Documents Released By DWR After Public Outrage

AGENDA 21 RADIO

BY PAUL PRESTON


SAN FRANCISCO (AP) —
California released three reports by independent experts Monday on badly damaged flood-release spillways at the nation’s tallest dam after a surge in criticism that officials weren’t disclosing enough about risks from the damaged structures, and the rush to fix them.

State lawmakers, local officials and editorials in newspapers around the state last week urged California’s Department of Water Resources to make public the reports by government-appointed independent consultants and to be more forthcoming overall about the crippled spillways at the Oroville Dam.

“What we obviously need to do is get more public information out,” David Gutierrez, a former state dam safety official now serving as a consultant in the Oroville repairs told reporters Monday in announcing the reports’ release. State water officials also plan a series of public meetings on planned repairs so that people “understand the concepts, and that we will actually fix the spillway,” Gutierrez said.

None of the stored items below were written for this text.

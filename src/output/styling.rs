use console::style;

/// Styling helpers for terminal output
pub fn bright_yellow(text: impl std::fmt::Display) -> console::StyledObject<String> {
    style(text.to_string()).bright().yellow()
}

pub fn bright_green(text: impl std::fmt::Display) -> console::StyledObject<String> {
    style(text.to_string()).bright().green()
}

pub fn cyan(text: impl std::fmt::Display) -> console::StyledObject<String> {
    style(text.to_string()).cyan()
}

pub fn dim(text: impl std::fmt::Display) -> console::StyledObject<String> {
    style(text.to_string()).dim()
}

pub fn bright(text: impl std::fmt::Display) -> console::StyledObject<String> {
    style(text.to_string()).bright()
}

pub fn magenta_bold(text: impl std::fmt::Display) -> console::StyledObject<String> {
    style(text.to_string()).magenta().bold()
}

Authorities ordered the evacuation of nearly 200,000 people downstream on Feb. 12 after the first and then the second spillway at the 770-foot dam had begun ripping away amid a record-wet winter, threatening to flood towns downstream. Authorities allowed residents to return within days, and there were no reported deaths.

In the three reports released Monday, the four appointed consultants pointed to cracks in the concrete as a likely cause of the failure of the main spillway. Water entering through the cracks may have gouged large holes under the concrete, and then lifted off the large slabs torn from the concrete, the experts said. The last reported repairs to cracks in the half-century-old spillway were in 2009, the experts noted.

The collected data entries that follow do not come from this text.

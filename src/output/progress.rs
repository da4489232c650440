use std::path::Path;

use indicatif::{ProgressBar, ProgressDrawTarget, ProgressStyle};

use super::styling::{bright, bright_green, bright_yellow};

/// Spinner shown on stderr while workflows are being resolved
pub struct PhaseProgress {
    pb: ProgressBar,
}

impl PhaseProgress {
    pub fn start(workflows_dir: &Path) -> Self {
        eprintln!("{}  {}", bright("⚙️"), bright("Phases").underlined());
        let pb = create_spinner(
            bright_yellow(format!(
                "Resolving workflow jobs in {}",
                workflows_dir.display()
            ))
            .to_string(),
        );
        Self { pb }
    }

    pub fn finish(self, job_count: usize, workflow_count: usize) {
        self.pb.finish_with_message(
            bright_green(format!(
                "Resolved {job_count} jobs from {workflow_count} top-level workflows ✓"
            ))
            .to_string(),
        );
        eprintln!();
    }
}

fn create_spinner(message: String) -> ProgressBar {
    let pb = ProgressBar::new_spinner();
    pb.set_draw_target(ProgressDrawTarget::stderr());
    if let Ok(style) = ProgressStyle::default_spinner().template("  {msg} {spinner}") {
        pb.set_style(style);
    }
    pb.set_message(message);
    pb.enable_steady_tick(std::time::Duration::from_millis(100));
    pb
}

Read the three reports by tapping on the links below:
Report from March 10
Report from March 17
Report from March 31

Water agency spokeswoman Erin Mellon said Monday the experts’ preliminary finding on the cause of the crisis was speculative. A separate team of experts is charged with pinpointing the causes of the spillway failures and examining how officials handled the crisis.

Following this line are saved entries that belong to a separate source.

//! Transition policy: decides when an assignment change moves an issue's
//! card between the two policy columns.
//!
//! The rules, first match wins:
//! 1. issue in Developing, single assignee is QA → move to Testing
//! 2. issue in Testing, single assignee is Dev → move to Developing
//! 3. otherwise nothing happens.
//!
//! Every failure along the way (issue not on the board, stale column,
//! remote move rejected) is logged and the event dropped; none of them is
//! a handler failure and no retry is scheduled.

use std::sync::Arc;

use tracing::{error, info};

use crate::errors::MirrorError;
use crate::github::webhook::IssuesEvent;
use crate::mirror::BoardMirror;
use crate::teams::TeamDirectory;

/// Normalized "issue assignment changed" fact. Produced from a webhook
/// delivery, consumed once, never stored.
#[derive(Debug, Clone)]
pub struct AssignmentFact {
    pub action: String,
    pub issue_url: String,
    pub title: String,
    pub open: bool,
    pub assignees: Vec<String>,
}

impl AssignmentFact {
    pub fn from_event(event: &IssuesEvent) -> Self {
        Self {
            action: event.action.clone(),
            issue_url: event.issue.url.clone(),
            title: event.issue.title.clone(),
            open: event.issue.state == "open",
            assignees: event
                .issue
                .assignees
                .iter()
                .map(|a| a.login.clone())
                .collect(),
        }
    }
}

pub struct PolicyEngine {
    mirror: Arc<BoardMirror>,
    teams: TeamDirectory,
    developing_column: String,
    testing_column: String,
}

impl PolicyEngine {
    pub fn new(
        mirror: Arc<BoardMirror>,
        teams: TeamDirectory,
        developing_column: String,
        testing_column: String,
    ) -> Self {
        Self {
            mirror,
            teams,
            developing_column,
            testing_column,
        }
    }

    /// Apply the transition rules to one assignment fact.
    pub async fn apply(&self, fact: &AssignmentFact) {
        if fact.action != "assigned" && fact.action != "unassigned" {
            return;
        }
        if !fact.open || fact.assignees.len() != 1 {
            return;
        }
        let assignee = &fact.assignees[0];
        info!(
            "issue \"{}\" is now only assigned to {}",
            fact.title, assignee
        );

        let column = match self.mirror.find_column_of_issue(&fact.issue_url).await {
            Ok(column) => column,
            Err(err) => {
                info!(
                    "dropping assignment event for issue \"{}\": {}",
                    fact.title, err
                );
                return;
            }
        };
        info!("issue \"{}\" is in column \"{}\"", fact.title, column.name);

        let target = if column.name == self.developing_column && self.teams.is_qa(assignee) {
            &self.testing_column
        } else if column.name == self.testing_column && self.teams.is_dev(assignee) {
            &self.developing_column
        } else {
            return;
        };

        info!("moving issue \"{}\" to \"{}\"", fact.title, target);
        if let Err(err) = self.mirror.move_card_to_column(&fact.issue_url, target).await {
            match err {
                MirrorError::Remote(remote) => {
                    error!(
                        "failed to move issue \"{}\" to \"{}\": {}",
                        fact.title, target, remote
                    );
                }
                other => {
                    error!(
                        "mirror rejected move of issue \"{}\" to \"{}\": {}",
                        fact.title, target, other
                    );
                }
            }
        }
    }
}

#[cfg(test)]
mod tests {
    use super::*;
    use crate::github::stub::StubBoard;
    use crate::github::{ProjectCard, ProjectColumn};

    const ISSUE_URL: &str = "https://api.github.com/repos/acme/app/issues/12";

    fn fact(action: &str, open: bool, assignees: &[&str]) -> AssignmentFact {
        AssignmentFact {
            action: action.to_string(),
            issue_url: ISSUE_URL.to_string(),
            title: "Crash on resume".to_string(),
            open,
            assignees: assignees.iter().map(|s| s.to_string()).collect(),
        }
    }

    /// Engine over a refreshed board with columns {Developing: 1,
    /// Testing: 2}, the issue card sitting in `column_id`, QA member
    /// "tess" and Dev member "devin".
    async fn engine_on_board(
        column_id: u64,
    ) -> (PolicyEngine, Arc<BoardMirror>, Arc<StubBoard>) {
        let api = Arc::new(StubBoard {
            projects: vec![crate::github::Project {
                id: 1,
                name: "Release board".into(),
            }],
            columns: [(
                1u64,
                vec![
                    ProjectColumn {
                        id: 1,
                        name: "Developing".into(),
                    },
                    ProjectColumn {
                        id: 2,
                        name: "Testing".into(),
                    },
                ],
            )]
            .into(),
            cards: [(
                column_id,
                vec![ProjectCard {
                    id: 10,
                    content_url: Some(ISSUE_URL.to_string()),
                    column_id: None,
                }],
            )]
            .into(),
            ..StubBoard::default()
        });

        let mirror = Arc::new(BoardMirror::new(api.clone()));
        mirror.refresh("acme", "Release board").await.unwrap();
        let teams = TeamDirectory::from_members(
            vec!["tess".to_string()],
            vec!["devin".to_string()],
        );
        let engine = PolicyEngine::new(
            mirror.clone(),
            teams,
            "Developing".to_string(),
            "Testing".to_string(),
        );
        (engine, mirror, api)
    }

    #[tokio::test]
    async fn qa_assignee_in_developing_moves_to_testing() {
        let (engine, mirror, api) = engine_on_board(1).await;
        engine.apply(&fact("assigned", true, &["tess"])).await;

        let column = mirror.find_column_of_issue(ISSUE_URL).await.unwrap();
        assert_eq!(column.name, "Testing");
        assert_eq!(api.recorded_moves(), vec![(10, 2)]);
    }

    #[tokio::test]
    async fn non_qa_assignee_in_developing_is_a_noop() {
        let (engine, mirror, api) = engine_on_board(1).await;
        engine.apply(&fact("assigned", true, &["stranger"])).await;

        let column = mirror.find_column_of_issue(ISSUE_URL).await.unwrap();
        assert_eq!(column.name, "Developing");
        assert!(api.recorded_moves().is_empty());
    }

    #[tokio::test]
    async fn dev_assignee_in_testing_moves_to_developing() {
        let (engine, mirror, api) = engine_on_board(2).await;
        engine.apply(&fact("unassigned", true, &["devin"])).await;

        let column = mirror.find_column_of_issue(ISSUE_URL).await.unwrap();
        assert_eq!(column.name, "Developing");
        assert_eq!(api.recorded_moves(), vec![(10, 1)]);
    }

    #[tokio::test]
    async fn qa_assignee_in_testing_stays_put() {
        let (engine, mirror, api) = engine_on_board(2).await;
        engine.apply(&fact("assigned", true, &["tess"])).await;

        let column = mirror.find_column_of_issue(ISSUE_URL).await.unwrap();
        assert_eq!(column.name, "Testing");
        assert!(api.recorded_moves().is_empty());
    }

    #[tokio::test]
    async fn multiple_assignees_produce_no_move() {
        let (engine, mirror, api) = engine_on_board(1).await;
        engine
            .apply(&fact("assigned", true, &["tess", "devin"]))
            .await;

        let column = mirror.find_column_of_issue(ISSUE_URL).await.unwrap();
        assert_eq!(column.name, "Developing");
        assert!(api.recorded_moves().is_empty());
    }

    #[tokio::test]
    async fn closed_issue_produces_no_move() {
        let (engine, mirror, api) = engine_on_board(1).await;
        engine.apply(&fact("assigned", false, &["tess"])).await;

        let column = mirror.find_column_of_issue(ISSUE_URL).await.unwrap();
        assert_eq!(column.name, "Developing");
        assert!(api.recorded_moves().is_empty());
    }

    #[tokio::test]
    async fn irrelevant_action_produces_no_move() {
        let (engine, mirror, api) = engine_on_board(1).await;
        engine.apply(&fact("labeled", true, &["tess"])).await;

        let column = mirror.find_column_of_issue(ISSUE_URL).await.unwrap();
        assert_eq!(column.name, "Developing");
        assert!(api.recorded_moves().is_empty());
    }

    #[tokio::test]
    async fn untracked_issue_is_dropped_quietly() {
        let (engine, _mirror, _api) = engine_on_board(1).await;
        let mut missing = fact("assigned", true, &["tess"]);
        missing.issue_url = "https://api.github.com/repos/acme/app/issues/404".into();
        // Must not panic or error; the event is simply dropped.
        engine.apply(&missing).await;
    }

    #[tokio::test]
    async fn fact_from_event_normalizes_fields() {
        let event: IssuesEvent = serde_json::from_str(
            r#"{
                "action": "assigned",
                "issue": {
                    "url": "https://api.github.com/repos/acme/app/issues/1",
                    "title": "t",
                    "state": "closed",
                    "assignees": [{"login": "a"}, {"login": "b"}]
                }
            }"#,
        )
        .unwrap();
        let fact = AssignmentFact::from_event(&event);
        assert_eq!(fact.action, "assigned");
        assert!(!fact.open);
        assert_eq!(fact.assignees, vec!["a", "b"]);
    }
}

California is rushing to carry out hundreds of millions of dollars in repairs to have the main spillway operational again by Nov. 1, around the start of the state’s rainy season.

Monday’s reports also show the independent experts urging that state officials tear out and completely replace at least the upper stretch of the damaged main spillway this summer, rather than trying to simply repair it. State officials said they agree.

Work crews, due to start work in May, are expected to run out of time to fix the lower part of the main spillway this year. If that’s the case, state officials said Monday they may divert water releases down the hillside next to the cratered main spillway.

A federal dam agency that oversees large hydroelectric dams such as Oroville last month released the first of the three known reports by independent consultants. The experts described the spillway as In worse shape than state officials had described. The experts spoke urgently of the risk to the public if the main spillway were not operational by the next rainy season.

The water agency, the dam’s operator, then asked for and got subsequent reports withheld from public review, citing federal law meant to minimize the risk of terror attacks on critical infrastructure.

As public objections built, acting state water agency chief William Croyle said earlier this month the agency might release the reports with redactions. The reports released Monday appeared largely intact, with short redactions apparently addressing specific physical vulnerabilities of the spillways.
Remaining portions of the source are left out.